Yesterday I went back to work. I wore a pretty scarf that I bought and with just a few nerves, rode the bus and walked into my office. As it happens, I work on a floor that doesn't have a lot of people on it, so this wasn't nearly as hard as it could have been. I found that the people who know me acknowledged the loss of my hair and then moved on just like everything was back to normal. I felt normal too. Just like my normal self on the inside-just slightly different on the outside.
Strangers though do not see me as normal. It is interesting to observe the behaviors of people who do not know me but see me in a public place. Almost everyone looks, looks again and then quickly looks away. I can think of a few reasons why this might be so. First thought-a bald woman. Second thought-a woman with cancer. Third thought-don't stare, it's impolite. Or, Third thought-don't stare, poor girl. Or Third thought-don't stare, Thank God it's not me. Or Third thought-don't stare, she's not normal. Or Third thought-don't stare, I could "catch" it. Whatever their thoughts, they don't see me as normal, I can see it in their eyes, just before they look away.

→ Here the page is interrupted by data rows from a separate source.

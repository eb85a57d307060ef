//! Domain primitives for the prediction log and drift reports.

use chrono::{DateTime, Utc};
use serde::{Deserialize, Serialize};

use crate::common::error::TaxiResult;

use super::metrics::{RegressionScores, Summary};

/// One served prediction, optionally joined with the observed duration.
#[derive(Clone, Debug, PartialEq, Serialize, Deserialize)]
pub struct PredictionLogEntry {
    pub ts: DateTime<Utc>,
    #[serde(alias = "PU_DO")]
    pub zone_pair_key: String,
    pub trip_distance: f64,
    pub prediction: Option<f64>,
    #[serde(alias = "duration")]
    pub ground_truth_duration: Option<f64>,
}

impl PredictionLogEntry {
    /// Both the prediction and the ground truth are present and finite.
    pub fn is_complete(&self) -> bool {
        matches!(
            (self.prediction, self.ground_truth_duration),
            (Some(p), Some(t)) if p.is_finite() && t.is_finite()
        )
    }
}

/// Append-only store of prediction log entries.
pub trait PredictionLog {
    /// Durably add `entries` after everything already logged; returns how many were written.
    fn append(&self, entries: &[PredictionLogEntry]) -> TaxiResult<usize>;
    /// Snapshot of the whole log in storage order, `None` if the log does not exist yet.
    fn read_all(&self) -> TaxiResult<Option<Vec<PredictionLogEntry>>>;
}

/// How the log snapshot was partitioned.
#[derive(Clone, Debug, PartialEq, Serialize)]
pub struct WindowSplit {
    pub total_rows: usize,
    pub complete_rows: usize,
    pub split_index: usize,
    pub reference_rows: usize,
    pub current_rows: usize,
    pub reference_span: (DateTime<Utc>, DateTime<Utc>),
    pub current_span: (DateTime<Utc>, DateTime<Utc>),
}

/// Drift of a categorical column between the two windows.
#[derive(Clone, Debug, PartialEq, Serialize)]
pub struct CategoricalDrift {
    pub column: String,
    pub psi: f64,
    pub js_distance: f64,
    pub reference_categories: usize,
    pub current_categories: usize,
    /// Categories present in the current window only.
    pub new_categories: usize,
    /// Categories present in the reference window only.
    pub vanished_categories: usize,
    /// Most frequent categories across both windows: `(key, reference share, current share)`.
    pub top: Vec<(String, f64, f64)>,
}

/// Drift of a numeric column between the two windows.
#[derive(Clone, Debug, PartialEq, Serialize)]
pub struct NumericDrift {
    pub column: String,
    pub ks_statistic: f64,
    pub psi: f64,
    pub wasserstein: f64,
    pub reference: Summary,
    pub current: Summary,
}

/// Regression performance in each window and how it moved.
#[derive(Clone, Debug, PartialEq, Serialize)]
pub struct PerformanceDrift {
    pub reference: RegressionScores,
    pub current: RegressionScores,
    pub rmse_delta: f64,
    pub mae_delta: f64,
    /// KS statistic between the signed error distributions.
    pub error_ks: f64,
}

/// Everything the monitor measured. Rendered to a document, never persisted as data.
#[derive(Clone, Debug, PartialEq, Serialize)]
pub struct DriftReport {
    pub generated_at: DateTime<Utc>,
    pub split: WindowSplit,
    pub zone_pair_key: CategoricalDrift,
    pub trip_distance: NumericDrift,
    pub prediction: NumericDrift,
    pub ground_truth_duration: NumericDrift,
    pub performance: PerformanceDrift,
}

Here is normal for me these days. I get up, feeling pretty good, take a walk in the morning and then a quick shower (and I do mean quick now!) I do some laundry, pay some bills, put away some clothes and eat breakfast. I worry about my kids and what their plans are for the day, kiss my husband goodbye, fight traffic to the bus stop, get on the bus with all the other commuters and go to work. All very normal. Oh, I also happen to be bald. Oh, and diagnosed with breast cancer.
Normal for me is that cancer is a part of my life. In some ways a very large part, but in some ways a very small part. It is not the only thing in my life. It is just one of the many varied parts, just like someone else might have a mole on their leg or an accent or arthritis. It isn't me, but it is part of me.
Who wants to be normal anyway? I'm better than normal. I am turning into a survivor.